[[ DATA RECORDS, beginning ]]

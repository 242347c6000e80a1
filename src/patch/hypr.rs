//! Hyprland config patches.
//!
//! Two narrow edits on `hyprland.conf`: the `rounding = N # config:rounding`
//! line is updated in place (never inserted), and the layer rules Waybar
//! needs are appended when absent.

use regex::{Captures, Regex};
use std::path::{Path, PathBuf};
use std::sync::OnceLock;

use tracing::{debug, info};

use crate::error::ApplyError;
use crate::markers::walk::{read_optional, relative_to};

/// Hyprland config file name at the tree root.
pub const HYPR_CONFIG: &str = "hyprland.conf";

/// Lines Waybar's blur needs; appended verbatim when missing.
pub const REQUIRED_LAYER_RULES: &[&str] = &[
    "layerrule = blur, waybar",
    "layerrule = ignorezero, waybar",
];

fn rounding_pattern() -> &'static Regex {
    static PATTERN: OnceLock<Regex> = OnceLock::new();
    PATTERN.get_or_init(|| {
        Regex::new(r"(rounding[ \t]*=[ \t]*)-?\d+([ \t]*#[ \t]*config:rounding)")
            .unwrap_or_else(|err| panic!("rounding regex: {err}"))
    })
}

/// Set the value of every marker-tagged rounding line.
///
/// Returns `None` when no tagged line exists or the value already matches.
pub fn update_rounding(text: &str, rounding: i64) -> Option<String> {
    let pattern = rounding_pattern();
    if !pattern.is_match(text) {
        return None;
    }
    let updated = pattern.replace_all(text, |caps: &Captures<'_>| {
        format!("{}{rounding}{}", &caps[1], &caps[2])
    });
    (updated != text).then(|| updated.into_owned())
}

/// Append each of `required` that is not already present verbatim.
pub fn ensure_required_lines(text: &str, required: &[&str]) -> Option<String> {
    let mut updated = text.to_string();
    let mut changed = false;
    for line in required {
        if updated.contains(line) {
            continue;
        }
        if !updated.is_empty() && !updated.ends_with('\n') {
            updated.push('\n');
        }
        updated.push_str(line);
        updated.push('\n');
        changed = true;
    }
    changed.then_some(updated)
}

/// Sync the rounding line in `<root>/hyprland.conf`.
pub fn sync_rounding(root: &Path, rounding: i64) -> Result<Option<PathBuf>, ApplyError> {
    patch_file(root, |text| update_rounding(text, rounding))
}

/// Ensure Waybar's layer rules exist in `<root>/hyprland.conf`.
pub fn ensure_layer_rules(root: &Path) -> Result<Option<PathBuf>, ApplyError> {
    patch_file(root, |text| ensure_required_lines(text, REQUIRED_LAYER_RULES))
}

fn patch_file<F>(root: &Path, edit: F) -> Result<Option<PathBuf>, ApplyError>
where
    F: FnOnce(&str) -> Option<String>,
{
    let path = root.join(HYPR_CONFIG);
    let Some(text) = read_optional(&path)? else {
        debug!(path = %path.display(), "no hyprland config; skipping");
        return Ok(None);
    };
    let Some(updated) = edit(&text) else {
        return Ok(None);
    };
    std::fs::write(&path, updated).map_err(|e| ApplyError::io(&path, e))?;
    info!(path = %path.display(), "patched hyprland config");
    Ok(Some(relative_to(root, &path)))
}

[[ DATA RECORDS, end ]]

In the entries above, find each line with the word "already" and show it.

_SOLUTION_:
/// Returns `None` when no tagged line exists or the value already matches.
/// Append each of `required` that is not already present verbatim.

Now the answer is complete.